Revision as of 16:25, 9 September 2017

Sample landform

{
	code: "landforms",
	"variants": 
	[
		{
			"code":  "humongous mountain",
			"comment": "humongous mountains with caverns in them",
			"hexcolor": "#5BC184",
			"weight": 2,
			"useClimateMap": false,
			"terrainOctaves":          [0, 0, 0, 0, 1,   1, 1, 1, 0.6, 0.2],
			"terrainOctaveThresholds": [0, 0, 0, 0, 0.5, 0, 0,   0,   0, 0],
			"terrainYKeyPositions":    [0, 0.33, 0.37, 0.42, 0.43, 0.5, 0.6, 0.7, 0.9, 0.97, 1],
			"terrainYKeyThresholds":   [1,    1, 0.87, 0.84, 0.7, 0.94, 1, 1, 0.1, 0.05, 0]
		},
	]
}


There are 2 system at work that let you control the shape of the terrain - the octaves and the Y-Thresholds.

Octaves

If you know perlin noise, you will know what this is, but shortly explained low octaves will give you very smooth terrain whereas high octave give you rugged/chaotic terrain. You can mix an match freely between those. Examples:

  • terrainOctaves: [1, 0, 0, 0, 0, 0, 0, 0, 0, 0] would give you veeeery gradually changing terrain
  • terrainOctaves: [0, 0, 0, 0, 0, 0, 0, 0, 1, 1] would give you veeeery rugged and chaotic terrain

Octave Thresholds

These act as substractor to the octaves.
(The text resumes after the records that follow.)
impl std::fmt::Debug for Connection {
    fn fmt(&self, f: &mut std::fmt::Formatter<'_>) -> std::fmt::Result {
        f.debug_struct("Connection")
            .field("id", &self.shared.id)
            .field("process_id", &self.process_id())
            .field("state", &self.state())
            .finish()
    }
}

#[cfg(test)]
mod test {
    use bytes::Bytes;
    use std::{
        sync::{Arc, Mutex},
        time::Duration,
    };

    use super::*;
    use crate::{
        Encode, ErrorKind,
        auth::AuthError,
        mock::{AuthMode, MockServer, PAIR},
        postgres::oid,
        types::Value,
    };

    #[tokio::test]
    async fn authenticates_every_method() {
        for mode in [AuthMode::Trust, AuthMode::Cleartext, AuthMode::Md5, AuthMode::Scram] {
            let server = MockServer::start(mode).await;
            let conn = server.connect().await;
            assert_eq!(conn.parameter("server_version").as_deref(), Some("16.0"));
            assert!(conn.process_id().is_some());
            assert_eq!(conn.state(), ConnectionState::Idle);
        }
    }

    #[tokio::test]
    async fn rejects_bad_credentials() {
        for mode in [AuthMode::Cleartext, AuthMode::Md5, AuthMode::Scram] {
            let server = MockServer::start(mode).await;
            let err = Connection::connect_with(server.config().password("wrong")).await.unwrap_err();
            assert!(
                matches!(err.kind(), ErrorKind::Auth(AuthError::Rejected(e)) if e.code == "28P01"),
                "{mode:?}: {err}"
            );
        }

        let server = MockServer::start(AuthMode::ScramBadSignature).await;
        let err = Connection::connect_with(server.config()).await.unwrap_err();
        assert!(matches!(err.kind(), ErrorKind::Auth(AuthError::ServerSignature)), "{err}");

        let server = MockServer::start(AuthMode::Md5).await;
        let mut config = server.config();
        config.password = None;
        let err = Connection::connect_with(config).await.unwrap_err();
        assert!(matches!(err.kind(), ErrorKind::Auth(AuthError::MissingPassword)), "{err}");
    }

    #[tokio::test]
    async fn simple_query_results() {
        let server = MockServer::trust().await;
        let conn = server.connect().await;

        let sets = conn.simple_query("SELECT a; INSERT INTO t VALUES (1)").await.unwrap();
        assert_eq!(sets.len(), 2);
        assert_eq!(sets[0].rows.len(), 3);
        assert_eq!(sets[0].rows[0].try_get::<_, i32>(0).unwrap(), 1);
        assert_eq!(sets[0].tag, "SELECT 3");
        assert!(sets[1].columns.is_none());
        assert_eq!(sets[1].rows_affected, Some(1));

        let err = conn.simple_query("SELECT fail").await.unwrap_err();
        assert_eq!(err.code(), Some("22012"));
        assert!(!err.is_fatal());
        assert_eq!(conn.state(), ConnectionState::Idle);

        let script = "INSERT INTO t VALUES (1); INSERT INTO t VALUES (2); UPDATE t SET x = 1";
        assert_eq!(conn.execute_script(script).await.unwrap(), 4);
        assert_eq!(server.log().queries("UPDATE t SET x = 1"), 1);
    }

    #[tokio::test]
    async fn statement_cache_skips_parse() {
        let server = MockServer::trust().await;
        let conn = server.connect().await;

        for _ in 0..3 {
            let rows = crate::query::<_, _, (i32,)>("SELECT a", &conn).fetch_all().await.unwrap();
            assert_eq!(rows, [(1,), (2,), (3,)]);
        }
        assert_eq!(server.log().parses("SELECT a"), 1);
        assert_eq!(conn.cached_statements(), 1);

        // one-shot sql never enters the cache
        use crate::SqlExt;
        for _ in 0..2 {
            crate::query_row("SELECT b".once(), &conn).fetch_all().await.unwrap();
        }
        assert_eq!(server.log().parses("SELECT b"), 2);
        assert_eq!(conn.cached_statements(), 1);
    }

    #[tokio::test]
    async fn cache_eviction_closes_statement() {
        let server = MockServer::trust().await;
        let conn = Connection::connect_with(server.config().statement_cache(1)).await.unwrap();

        crate::query_row("SELECT a", &conn).fetch_all().await.unwrap();
        crate::query_row("SELECT b", &conn).fetch_all().await.unwrap();
        // the close is sent ahead of the next group
        crate::query_row("SELECT a", &conn).fetch_all().await.unwrap();

        let log = server.log();
        assert_eq!(log.parses("SELECT a"), 2);
        assert!(log.closes.iter().any(|(kind, _)| *kind == b'S'));
        assert_eq!(conn.cached_statements(), 1);
    }

    #[tokio::test]
    async fn prepared_statement() {
        let server = MockServer::trust().await;
        let conn = server.connect().await;

        let stmt = conn.prepare("SELECT @v::int4").await.unwrap();
        assert_eq!(stmt.sql(), "SELECT $1::int4");
        assert_eq!(stmt.param_names(), ["v"]);
        assert_eq!(stmt.param_types(), [oid::INT4]);

        // int2 is widened to the declared int4
        let mut portal = stmt.execute_named(vec![("v".into(), 7i16.encode())]).await.unwrap();
        let row = portal.fetch_next().await.unwrap().unwrap();
        assert_eq!(row.try_get::<_, i32>(0).unwrap(), 7);
        assert!(portal.fetch_next().await.unwrap().is_none());
        drop(portal);

        let err = stmt.execute_named(vec![]).await.unwrap_err();
        assert!(matches!(err.kind(), ErrorKind::Config(_)));

        assert!(conn.prepare("SELECT a; SELECT b").await.is_err());

        let name = stmt.name().to_owned();
        stmt.close().await.unwrap();
        assert!(server.log().closes.contains(&(b'S', name)));
        assert_eq!(server.log().parses("SELECT $1::int4"), 1);

        let stmt = conn.prepare("SELECT @v").await.unwrap();
        assert_eq!(stmt.param_types(), [oid::TEXT]);
    }

    #[tokio::test]
    async fn decodes_catalog_types() {
        let server = MockServer::trust().await;
        let conn = server.connect().await;

        let row = crate::query_row("SELECT composite", &conn).fetch_one().await.unwrap();
        let pair = row.get_value(0).unwrap();
        assert_eq!(pair.field("a"), Some(&Value::Int4(1)));
        assert_eq!(pair.field("b").and_then(Value::as_str), Some("x"));
        assert_eq!(row.get_value(1).unwrap(), Value::Enum("happy".into()));
        assert_eq!(row.try_get::<_, String>(1).unwrap(), "happy");
        assert_eq!(row.get_value(2).unwrap().as_array(), Some(&[Value::Int4(1), Value::Int4(2)][..]));
        let moods = row.get_value(3).unwrap();
        assert_eq!(moods.as_array().and_then(|e| e[1].as_str()), Some("sad"));
        assert_eq!(conn.types().get(PAIR).map(|e| e.name.as_str()), Some("pair"));

        // the catalog is loaded once, unknown types fall back to raw bytes
        let row = crate::query_row("SELECT opaque", &conn).fetch_one().await.unwrap();
        assert_eq!(row.get_value(0).unwrap(), Value::Unknown(Bytes::from_static(&[1, 2])));
        assert_eq!(server.log().queries(types::CATALOG_TYPES), 1);
    }

    #[tokio::test]
    async fn notices_and_notifications() {
        let server = MockServer::trust().await;
        let notices = Arc::new(Mutex::new(vec![]));
        let notifications = Arc::new(Mutex::new(vec![]));
        let config = server
            .config()
            .on_notice({
                let notices = notices.clone();
                move |e| notices.lock().unwrap().push(e.message.clone())
            })
            .on_notification({
                let notifications = notifications.clone();
                move |e| notifications.lock().unwrap().push((e.channel.clone(), e.payload.clone()))
            });
        let conn = Connection::connect_with(config).await.unwrap();

        let rows = crate::query_row("SELECT notice", &conn).fetch_all().await.unwrap();
        assert_eq!(rows.len(), 1);
        assert_eq!(*notices.lock().unwrap(), ["mock notice"]);
        assert_eq!(*notifications.lock().unwrap(), [("mock_channel".to_owned(), "payload".to_owned())]);
    }

    #[tokio::test]
    async fn cancel_out_of_band() {
        let server = MockServer::trust().await;
        let conn = server.connect().await;

        let mut portal = conn.execute("SELECT sleep", vec![]).await.unwrap();
        conn.cancel().await.unwrap();
        let err = portal.fetch_next().await.unwrap_err();
        assert!(err.is_cancelled());
        assert!(matches!(err.kind(), ErrorKind::Cancelled(Some(e)) if e.code == "57014"));
        drop(portal);

        let sets = conn.simple_query("SELECT b").await.unwrap();
        assert_eq!(sets[0].rows.len(), 2);
        assert_eq!(server.log().cancels, 1);
    }

    #[tokio::test]
    async fn close_terminates() {
        let server = MockServer::trust().await;
        let conn = server.connect().await;
        let other = conn.clone();

        conn.close().await.unwrap();
        assert_eq!(other.state(), ConnectionState::Closed);
        let err = other.simple_query("SELECT a").await.unwrap_err();
        assert!(matches!(err.kind(), ErrorKind::Closed(_)));

        tokio::time::sleep(Duration::from_millis(50)).await;
        assert_eq!(server.log().terminated, 1);
    }

    #[tokio::test]
    async fn connect_refused() {
        let listener = std::net::TcpListener::bind("127.0.0.1:0").unwrap();
        let port = listener.local_addr().unwrap().port();
        drop(listener);

        let config = Config::default().host("127.0.0.1").port(port).user("mock");
        let err = Connection::connect_with(config).await.unwrap_err();
        assert!(matches!(err.kind(), ErrorKind::Io(_)));
        assert!(err.is_fatal());
    }
}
This allows you for example to generate a flat terrain with a few rare bumps by it, by setting something like this:

terrainOctaves: [1, 1, 1, 0, 0, 0, 1, 0, 0, 0], terrainOctaveThresholds: [0, 0, 0, 0, 0, 0, 0.7, 0, 0, 0],

Y-Thresholds

Image you had a side view of a mountain and you could make it wider and thinner at any given elevation. This is approximately how the y-threshold system works. terrainYKeyPositions are the relative (0=bottom, 1=top of the world) coordinates and terrainYKeyThresholds define how much Percent of terrain should be solid blocks (0 = always air, 1 = always solid), or in other words it's density. We could also make a graph of this:

Densitygraph.png

In this example at maximum world height the density is 0, so there will always be air blocks. In the middle we have a jump where the y-position changes, but not the density, so this will create cliffs in the mountain. On the lower end the opposite happens. The Y-Position changes very little but it's density increases a lot. If that position happens to be at the sealevel we would get flat beaches. The default sealevel y-position is 0.43 And below a certain y-position the density is always 1. If we would set that to a lower value, we would get very deep lakes.